We spoke to Dean Jones, Head of Data Science at the National Trust ahead of his presentation at Predictive Analytics Innovation in London on May 11 & 12.
Dean Jones is Head of Data Science at the National Trust. He holds a Ph.D. in Computer Science from the University of Liverpool and has spent the last 15 years working in the fields of natural-language processing, machine learning and data science. Following completion of his Ph.D., he worked as a Research Scientist for BT and then led text mining projects for Definiens, a Munich-based start-up, and for the National Centre for Text Mining at the University of Manchester. Before joining the National Trust, he was Chief Scientist for numero in Manchester and Head of Data Science for RecordSure in London.
Innovation Enterprise: How did you get started in data science?
Dean Jones: I’ve been interested in artificial intelligence since a disturbingly young age. I’ve followed the trajectory of AI from symbolic reasoning, which was the prevailing paradigm when I was a postgrad, to the statistical reasoning approaches which have become dominant more recently. I became very interested in machine learning as it became clear that this was an extremely effective way of solving many problems in natural-language processing. I’ve always been interested in the application of advanced reasoning and algorithms to everyday problems, and data science fits very well with this.
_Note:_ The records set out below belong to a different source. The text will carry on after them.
//! Runtime settings stored in `bot_settings`

use sqlx::SqlitePool;
use chrono::Utc;
use crate::models::settings::{AccessPolicy, SettingKey};
use crate::utils::errors::StoryBotError;

#[derive(Clone)]
#[derive(Debug)]
pub struct SettingsRepository {
    pool: SqlitePool,
}

impl SettingsRepository {
    pub fn new(pool: SqlitePool) -> Self {
        Self { pool }
    }

    pub async fn get(&self, key: SettingKey) -> Result<Option<String>, StoryBotError> {
        let value: Option<(String,)> = sqlx::query_as("SELECT value FROM bot_settings WHERE key = $1")
            .bind(key.as_str())
            .fetch_optional(&self.pool)
            .await?;

        Ok(value.map(|v| v.0))
    }

    pub async fn set(&self, key: SettingKey, value: &str) -> Result<(), StoryBotError> {
        sqlx::query(
            r#"
            INSERT INTO bot_settings (key, value, updated_at)
            VALUES ($1, $2, $3)
            ON CONFLICT (key) DO UPDATE SET value = excluded.value, updated_at = excluded.updated_at
            "#
        )
        .bind(key.as_str())
        .bind(value)
        .bind(Utc::now())
        .execute(&self.pool)
        .await?;

        Ok(())
    }

    /// Insert values for keys that are not stored yet. Existing values win.
    pub async fn seed_defaults(&self, defaults: &[(SettingKey, String)]) -> Result<(), StoryBotError> {
        let mut tx = self.pool.begin().await?;
        let now = Utc::now();

        for (key, value) in defaults {
            sqlx::query("INSERT OR IGNORE INTO bot_settings (key, value, updated_at) VALUES ($1, $2, $3)")
                .bind(key.as_str())
                .bind(value)
                .bind(now)
                .execute(&mut *tx)
                .await?;
        }

        tx.commit().await?;
        Ok(())
    }

    /// Current access rules
    pub async fn access_policy(&self) -> Result<AccessPolicy, StoryBotError> {
        let approval_required = self.get(SettingKey::ApprovalRequired).await?;
        let auto_approve = self.get(SettingKey::AutoApprove).await?;
        let subscription_required = self.get(SettingKey::SubscriptionRequired).await?;
        let channel = self.get(SettingKey::Channel).await?;

        Ok(AccessPolicy::from_values(
            approval_required.as_deref(),
            auto_approve.as_deref(),
            subscription_required.as_deref(),
            channel.as_deref(),
        ))
    }

    /// Text setting with a fallback for missing or empty values
    pub async fn text_or(&self, key: SettingKey, fallback: &str) -> Result<String, StoryBotError> {
        Ok(self
            .get(key)
            .await?
            .filter(|value| !value.trim().is_empty())
            .unwrap_or_else(|| fallback.to_string()))
    }
}
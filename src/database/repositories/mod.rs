//! Database repositories module
//!
//! This module contains all repository implementations for data access

pub mod user;
pub mod join_request;
pub mod content;
pub mod settings;

// Re-export repositories
pub use user::UserRepository;
pub use join_request::JoinRequestRepository;
pub use content::{CategoryRepository, StoryRepository};
pub use settings::SettingsRepository;
//! Bot handlers module
//!
//! This module contains all Telegram bot handlers organized by type:
//! - Command handlers for bot commands
//! - Callback handlers for inline keyboard interactions
//! - Message handlers for text messages

pub mod access;
pub mod callbacks;
pub mod commands;
pub mod messages;

// Re-export commonly used handler functions
pub use callbacks::handle_callback_query;
pub use commands::{handle_command, Command};
pub use messages::handle_message;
Are there any recent innovations in the data science community that you see as a ‘game changer’?
Lots. I love using tools like IPython and RMarkdown to interactively analyse datasets, I find them particularly useful for initial exploratory analyses. When it comes to building full-scale models based on huge datasets, the in-memory distributed processing that is possible using tools like Apache Spark and Apache Flink is a welcome step-change from the low-level coding required by map-reduce. At the National Trust, we get a lot of value from using tools like Tableau and Alteryx. Tableau allows us to both quickly investigate a dataset visually, which is often a nice way to communicate with our internal clients, and to produce reports for things like campaign evaluations. We use Alteryx to define workflows which blend data from multiple sources, and it integrates nicely with R and Tableau, which allows us to incorporate things like visualisation and model creation/evaluation into these workflows, so it’s all pretty seamless.
What are the unique challenges facing the National Trust that you are looking to solve with data science?
We are a unique organisation – one of the biggest charities in the UK and one of the largest membership organisations, we’re fortunate to have lots of volunteers who work with us, we own hundreds of properties, we’re the second-biggest landowner in the UK, we have both bricks-and-mortar and online retail, etc etc. Consequently, there are lots of people across the organisation who want to communicate with our supporters about all sorts of different things, and the danger is that our supporters are being swamped by lots of messages which aren’t joined up. Our challenge is to manage all of this so that we get the right message to the right supporter at the right time. We believe that data science has a huge role to play in getting this right.